PROBLEM DETAILS ▸ Give the total of lines holding the word "print" in the records below, and nothing else.

Content starts

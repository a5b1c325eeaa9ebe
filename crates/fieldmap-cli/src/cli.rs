//! CLI argument definitions.

use std::path::PathBuf;

use clap::{Parser, Subcommand, ValueEnum};
use clap_verbosity_flag::{Verbosity, WarnLevel};
use colorchoice_clap::Color;

#[derive(Parser)]
#[command(
    name = "fieldmap",
    version,
    about = "Map uploaded table columns onto destination schema fields",
    long_about = "Map the columns of an uploaded table onto the fields of a destination schema.\n\n\
                  Columns and fields are read from JSON arrays; every column receives a target \
                  field (or an explicit none) with a confidence and a rationale."
)]
pub struct Cli {
    #[command(subcommand)]
    pub command: Command,

    /// Adjust log verbosity (-v for info, -vv for debug, -q for errors only).
    #[command(flatten)]
    pub verbosity: Verbosity<WarnLevel>,

    /// Control ANSI color output (auto, always, never).
    #[command(flatten)]
    pub color: Color,

    /// Explicit log level (overrides -v/-q flags).
    #[arg(long = "log-level", value_enum, global = true)]
    pub log_level: Option<LogLevelArg>,

    /// Log output format (pretty for human, json for machine parsing).
    #[arg(
        long = "log-format",
        value_enum,
        default_value = "pretty",
        global = true
    )]
    pub log_format: LogFormatArg,

    /// Write logs to a file instead of stderr.
    #[arg(long = "log-file", value_name = "PATH", global = true)]
    pub log_file: Option<PathBuf>,
}

#[derive(Subcommand)]
pub enum Command {
    /// Map source columns onto target fields and print the result.
    Map(MapArgs),

    /// Score a single column-field pair and explain the score.
    Explain(ExplainArgs),
}

#[derive(Parser)]
pub struct MapArgs {
    /// JSON array of source columns ({"name", "inferred_type"?, "sample_values"?}).
    #[arg(long = "columns", value_name = "JSON")]
    pub columns: PathBuf,

    /// JSON array of target fields ({"name", "type"?, "category"?, "domain_relevance"?}).
    #[arg(long = "fields", value_name = "JSON")]
    pub fields: PathBuf,

    /// TOML file overriding engine weights and thresholds.
    #[arg(long = "config", value_name = "TOML")]
    pub config: Option<PathBuf>,

    /// Built-in weights and thresholds to use when no --config is given.
    #[arg(
        long = "preset",
        value_enum,
        default_value = "default",
        conflicts_with = "config"
    )]
    pub preset: PresetArg,

    /// Also write the full result as JSON to this path.
    #[arg(long = "output", value_name = "PATH")]
    pub output: Option<PathBuf>,

    /// How to print the result on stdout.
    #[arg(long = "format", value_enum, default_value = "table")]
    pub format: OutputFormatArg,
}

#[derive(Parser)]
pub struct ExplainArgs {
    /// Source column name.
    #[arg(value_name = "COLUMN")]
    pub column: String,

    /// Target field name.
    #[arg(value_name = "FIELD")]
    pub field: String,

    /// Inferred type of the column (numeric, text, time, date, ...).
    #[arg(long = "column-type", value_name = "TYPE", default_value = "text")]
    pub column_type: String,

    /// Type of the field.
    #[arg(long = "field-type", value_name = "TYPE", default_value = "text")]
    pub field_type: String,

    /// Domain relevance of the field (0-10); computed from its name when omitted.
    #[arg(long = "relevance", value_name = "SCORE")]
    pub relevance: Option<f64>,

    /// TOML file overriding engine weights and thresholds.
    #[arg(long = "config", value_name = "TOML")]
    pub config: Option<PathBuf>,

    /// Built-in weights and thresholds to use when no --config is given.
    #[arg(
        long = "preset",
        value_enum,
        default_value = "default",
        conflicts_with = "config"
    )]
    pub preset: PresetArg,

    /// How to print the explanation.
    #[arg(long = "format", value_enum, default_value = "table")]
    pub format: OutputFormatArg,
}

#[derive(Clone, Copy, ValueEnum)]
pub enum OutputFormatArg {
    Table,
    Json,
}

#[derive(Clone, Copy, ValueEnum)]
pub enum PresetArg {
    Default,
    Strict,
    Relaxed,
}

/// CLI log level choices.
#[derive(Clone, Copy, ValueEnum)]
pub enum LogLevelArg {
    Error,
    Warn,
    Info,
    Debug,
    Trace,
}

/// CLI log format choices.
#[derive(Clone, Copy, ValueEnum)]
pub enum LogFormatArg {
    Pretty,
    Compact,
    Json,
}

Content ends

YOUR SOLUTION ▸ 3